路德维希马克西米利安大学(LMU)的研究人员开发了一种创新方法，可以在分子尺度上同时跟踪多个分子的快速动态过程。

我们体内的过程以蛋白质和DNA等各种生物分子的相互作用为特征。这些过程发生的规模通常在几纳米范围内。因此，它们无法用荧光显微镜观察到，由于衍射，荧光显微镜的分辨率限制约为200纳米。

当标记生物分子位置的两种染料比该光学极限更近时，它们的荧光在显微镜下无法区分。由于这种荧光用于定位它们，因此不可能准确确定它们的位置。

传统上，超分辨率显微镜方法通过使染料闪烁并打开和关闭荧光来克服这种分辨率限制。这会暂时分离它们的荧光，使其可区分并实现低于经典分辨率极限的定位。

然而，对于涉及快速动态过程研究的应用来说，这种技巧有一个显着的缺点：闪烁会阻止多种染料的同时定位。在研究涉及多个生物分子的动态过程时，这会显着降低时间分辨率。

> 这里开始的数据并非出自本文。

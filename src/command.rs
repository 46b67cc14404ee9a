//! The reversible command abstraction and the built-in command set.
//!
//! A command executes forward against the operand stack and can reverse its
//! own effect exactly. Execution is all-or-nothing: operand count and domain
//! are validated against peeked values before anything is popped or pushed,
//! so a failing command leaves the stack untouched.
//!
//! `undo` restores the exact prior stack state from what the command captured
//! during `execute`. It is only ever invoked through the undo/redo engine,
//! which guarantees each undo matches a prior successful execute.

use thiserror::Error;

use crate::registry::{CommandRegistry, RegistryError};
use crate::stack::OperandStack;

#[derive(Error, Debug, Clone, PartialEq)]
pub enum CommandError {
    #[error("{0}: stack underflow ({1} operand(s) required)")]
    Underflow(String, usize),
    #[error("{0}: domain error: {1}")]
    Domain(String, String),
    #[error("plugin command '{0}' failed: {1}")]
    Plugin(String, String),
}

/// One invocable, reversible operation over the operand stack.
pub trait Command {
    /// Name used for registry lookup and history display.
    fn name(&self) -> &str;

    /// Perform the forward operation, capturing whatever is needed for
    /// exact reversal. Must leave the stack unmodified on failure.
    fn execute(&mut self, stack: &mut OperandStack) -> Result<(), CommandError>;

    /// Restore the stack to the state that existed immediately before the
    /// matching `execute` call.
    fn undo(&mut self, stack: &mut OperandStack);

    /// One-line usage text shown by front ends.
    fn help(&self) -> &str {
        ""
    }

    /// Name of the plugin that supplied this command, if any. Lets the
    /// histories evict a plugin's commands when it is unloaded.
    fn provenance(&self) -> Option<&str> {
        None
    }
}

// ========================================
// Number entry
// ========================================

/// Pushes a literal operand; undo pops it.
pub struct EnterNumber {
    value: f64,
    name: String,
}

impl EnterNumber {
    pub fn new(value: f64) -> Self {
        Self {
            value,
            name: value.to_string(),
        }
    }
}

impl Command for EnterNumber {
    fn name(&self) -> &str {
        &self.name
    }

    fn execute(&mut self, stack: &mut OperandStack) -> Result<(), CommandError> {
        stack.push(self.value);
        Ok(())
    }

    fn undo(&mut self, stack: &mut OperandStack) {
        let _ = stack.pop();
    }

    fn help(&self) -> &str {
        "push a number onto the stack"
    }
}

// ========================================
// Binary operations (pop two, push one)
// ========================================

type BinaryFn = fn(f64, f64) -> Result<f64, String>;

pub struct BinaryOp {
    name: &'static str,
    help: &'static str,
    op: BinaryFn,
    captured: Option<(f64, f64)>,
}

impl BinaryOp {
    pub fn new(name: &'static str, help: &'static str, op: BinaryFn) -> Self {
        Self {
            name,
            help,
            op,
            captured: None,
        }
    }
}

impl Command for BinaryOp {
    fn name(&self) -> &str {
        self.name
    }

    fn execute(&mut self, stack: &mut OperandStack) -> Result<(), CommandError> {
        let top = stack
            .snapshot(2)
            .map_err(|_| CommandError::Underflow(self.name.into(), 2))?;
        let (b, a) = (top[0], top[1]);
        let result = (self.op)(a, b).map_err(|why| CommandError::Domain(self.name.into(), why))?;
        let _ = stack.pop();
        let _ = stack.pop();
        stack.push(result);
        self.captured = Some((a, b));
        Ok(())
    }

    fn undo(&mut self, stack: &mut OperandStack) {
        if let Some((a, b)) = self.captured.take() {
            let _ = stack.pop();
            stack.push(a);
            stack.push(b);
        }
    }

    fn help(&self) -> &str {
        self.help
    }
}

// ========================================
// Unary operations (pop one, push one)
// ========================================

type UnaryFn = fn(f64) -> Result<f64, String>;

pub struct UnaryOp {
    name: &'static str,
    help: &'static str,
    op: UnaryFn,
    captured: Option<f64>,
}

impl UnaryOp {
    pub fn new(name: &'static str, help: &'static str, op: UnaryFn) -> Self {
        Self {
            name,
            help,
            op,
            captured: None,
        }
    }
}

impl Command for UnaryOp {
    fn name(&self) -> &str {
        self.name
    }

    fn execute(&mut self, stack: &mut OperandStack) -> Result<(), CommandError> {
        let x = stack
            .top()
            .map_err(|_| CommandError::Underflow(self.name.into(), 1))?;
        let result = (self.op)(x).map_err(|why| CommandError::Domain(self.name.into(), why))?;
        let _ = stack.pop();
        stack.push(result);
        self.captured = Some(x);
        Ok(())
    }

    fn undo(&mut self, stack: &mut OperandStack) {
        if let Some(x) = self.captured.take() {
            let _ = stack.pop();
            stack.push(x);
        }
    }

    fn help(&self) -> &str {
        self.help
    }
}

// ========================================
// Stack manipulators
// ========================================

/// Duplicate the top value; undo drops the copy.
pub struct Dup;

impl Command for Dup {
    fn name(&self) -> &str {
        "dup"
    }

    fn execute(&mut self, stack: &mut OperandStack) -> Result<(), CommandError> {
        let top = stack
            .top()
            .map_err(|_| CommandError::Underflow("dup".into(), 1))?;
        stack.push(top);
        Ok(())
    }

    fn undo(&mut self, stack: &mut OperandStack) {
        let _ = stack.pop();
    }

    fn help(&self) -> &str {
        "duplicate the top of the stack"
    }
}

/// Drop the top value; undo pushes it back.
pub struct DropTop {
    captured: Option<f64>,
}

impl DropTop {
    pub fn new() -> Self {
        Self { captured: None }
    }
}

impl Default for DropTop {
    fn default() -> Self {
        Self::new()
    }
}

impl Command for DropTop {
    fn name(&self) -> &str {
        "drop"
    }

    fn execute(&mut self, stack: &mut OperandStack) -> Result<(), CommandError> {
        let dropped = stack
            .pop()
            .map_err(|_| CommandError::Underflow("drop".into(), 1))?;
        self.captured = Some(dropped);
        Ok(())
    }

    fn undo(&mut self, stack: &mut OperandStack) {
        if let Some(value) = self.captured.take() {
            stack.push(value);
        }
    }

    fn help(&self) -> &str {
        "drop the top of the stack"
    }
}

/// Exchange the top two values; undo swaps them back.
pub struct SwapTopTwo;

impl Command for SwapTopTwo {
    fn name(&self) -> &str {
        "swap"
    }

    fn execute(&mut self, stack: &mut OperandStack) -> Result<(), CommandError> {
        stack
            .swap_top_two()
            .map_err(|_| CommandError::Underflow("swap".into(), 2))
    }

    fn undo(&mut self, stack: &mut OperandStack) {
        let _ = stack.swap_top_two();
    }

    fn help(&self) -> &str {
        "swap the top two stack values"
    }
}

/// Remove every value; undo restores the full snapshot.
pub struct Clear {
    captured: Vec<f64>,
}

impl Clear {
    pub fn new() -> Self {
        Self { captured: Vec::new() }
    }
}

impl Default for Clear {
    fn default() -> Self {
        Self::new()
    }
}

impl Command for Clear {
    fn name(&self) -> &str {
        "clear"
    }

    fn execute(&mut self, stack: &mut OperandStack) -> Result<(), CommandError> {
        self.captured = stack.clear();
        Ok(())
    }

    fn undo(&mut self, stack: &mut OperandStack) {
        for value in self.captured.drain(..) {
            stack.push(value);
        }
    }

    fn help(&self) -> &str {
        "clear the stack"
    }
}

// ========================================
// Built-in registration
// ========================================

fn add(a: f64, b: f64) -> Result<f64, String> {
    Ok(a + b)
}

fn subtract(a: f64, b: f64) -> Result<f64, String> {
    Ok(a - b)
}

fn multiply(a: f64, b: f64) -> Result<f64, String> {
    Ok(a * b)
}

fn divide(a: f64, b: f64) -> Result<f64, String> {
    if b == 0.0 {
        return Err("division by zero".into());
    }
    Ok(a / b)
}

fn power(a: f64, b: f64) -> Result<f64, String> {
    let result = a.powf(b);
    if result.is_nan() && !a.is_nan() && !b.is_nan() {
        return Err(format!("{a} cannot be raised to the power {b}"));
    }
    Ok(result)
}

/// y-th root of x, with y on top of the stack.
fn root(x: f64, y: f64) -> Result<f64, String> {
    if y == 0.0 {
        return Err("zeroth root is undefined".into());
    }
    let result = x.powf(1.0 / y);
    if result.is_nan() && !x.is_nan() && !y.is_nan() {
        return Err(format!("{y} root of {x} is undefined"));
    }
    Ok(result)
}

fn negate(x: f64) -> Result<f64, String> {
    Ok(-x)
}

fn square_root(x: f64) -> Result<f64, String> {
    if x < 0.0 {
        return Err("square root of a negative number".into());
    }
    Ok(x.sqrt())
}

fn sine(x: f64) -> Result<f64, String> {
    Ok(x.sin())
}

fn cosine(x: f64) -> Result<f64, String> {
    Ok(x.cos())
}

fn tangent(x: f64) -> Result<f64, String> {
    Ok(x.tan())
}

fn arcsine(x: f64) -> Result<f64, String> {
    if !(-1.0..=1.0).contains(&x) {
        return Err("arcsin requires an operand in [-1, 1]".into());
    }
    Ok(x.asin())
}

fn arccosine(x: f64) -> Result<f64, String> {
    if !(-1.0..=1.0).contains(&x) {
        return Err("arccos requires an operand in [-1, 1]".into());
    }
    Ok(x.acos())
}

fn arctangent(x: f64) -> Result<f64, String> {
    Ok(x.atan())
}

fn natural_log(x: f64) -> Result<f64, String> {
    if x <= 0.0 {
        return Err("logarithm of a non-positive number".into());
    }
    Ok(x.ln())
}

fn common_log(x: f64) -> Result<f64, String> {
    if x <= 0.0 {
        return Err("logarithm of a non-positive number".into());
    }
    Ok(x.log10())
}

fn exponential(x: f64) -> Result<f64, String> {
    Ok(x.exp())
}

/// Install the built-in command set into a registry.
pub fn register_builtins(registry: &mut CommandRegistry) -> Result<(), RegistryError> {
    let binaries: &[(&'static str, &'static str, BinaryFn)] = &[
        ("+", "add the top two stack values", add),
        ("-", "subtract the top value from the next", subtract),
        ("*", "multiply the top two stack values", multiply),
        ("/", "divide the second value by the top", divide),
        ("^", "raise the second value to the top value", power),
        ("root", "take the top-value-th root of the second value", root),
    ];
    for &(name, help, op) in binaries {
        registry.register(
            name,
            Box::new(move |_args| Box::new(BinaryOp::new(name, help, op))),
        )?;
    }

    let unaries: &[(&'static str, &'static str, UnaryFn)] = &[
        ("neg", "negate the top of the stack", negate),
        ("sqrt", "square root of the top of the stack", square_root),
        ("sin", "sine of the top of the stack (radians)", sine),
        ("cos", "cosine of the top of the stack (radians)", cosine),
        ("tan", "tangent of the top of the stack (radians)", tangent),
        ("arcsin", "inverse sine of the top of the stack", arcsine),
        ("arccos", "inverse cosine of the top of the stack", arccosine),
        ("arctan", "inverse tangent of the top of the stack", arctangent),
        ("ln", "natural logarithm of the top of the stack", natural_log),
        ("log", "base-10 logarithm of the top of the stack", common_log),
        ("exp", "e raised to the top of the stack", exponential),
    ];
    for &(name, help, op) in unaries {
        registry.register(
            name,
            Box::new(move |_args| Box::new(UnaryOp::new(name, help, op))),
        )?;
    }

    registry.register("dup", Box::new(|_args| Box::new(Dup)))?;
    registry.register("drop", Box::new(|_args| Box::new(DropTop::new())))?;
    registry.register("swap", Box::new(|_args| Box::new(SwapTopTwo)))?;
    registry.register("clear", Box::new(|_args| Box::new(Clear::new())))?;

    Ok(())
}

在慕尼黑大学化学家PhilipTinnefeld教授的领导下，并与FernandoStefani教授(布宜诺斯艾利斯)合作，慕尼黑大学的研究人员现已开发出pMINFLUX多重技术，这是解决这一问题的一种优雅方法。

MINFLUX是一种超分辨率显微镜方法，可实现一纳米精度的定位。与传统的MINFLUX相比，pMINFLUX以亚纳秒分辨率记录激光脉冲激发染料与随后发出荧光之间的时间差。

除了定位染料之外，这还提供了对其荧光的另一个基本特性的深入了解：它们的荧光寿命。这描述了染料分子被激发后平均需要多长时间才能发出荧光。

“荧光寿命取决于所使用的染料，”该出版物的共同第一作者FionaCole解释道。“当使用不同的染料时，我们利用了荧光寿命的差异，将荧光光子分配给发射的染料，而无需闪烁和由此产生的时间分离。”

为此，研究人员采用了定位算法，并采用了多指数拟合模型来实现所需的分离。

“这使我们能够同时确定多种染料的位置，并以纳米精度研究多个分子之间的快速动态过程，”共同第一作者JonasZähringer补充道。

研究人员通过准确跟踪两条DNA链在DNA折纸纳米结构上的不同位置之间跳跃、分离DNA折纸纳米结构的平移和旋转运动以及测量抗体抗原结合位点之间的距离来演示他们的方法。

“但这只是开始，”菲利普·廷内菲尔德说。“我确信pMINFLUX多重分析以其高时间和空间分辨率，将为未来蛋白质相互作用和其他生物现象提供新的见解。”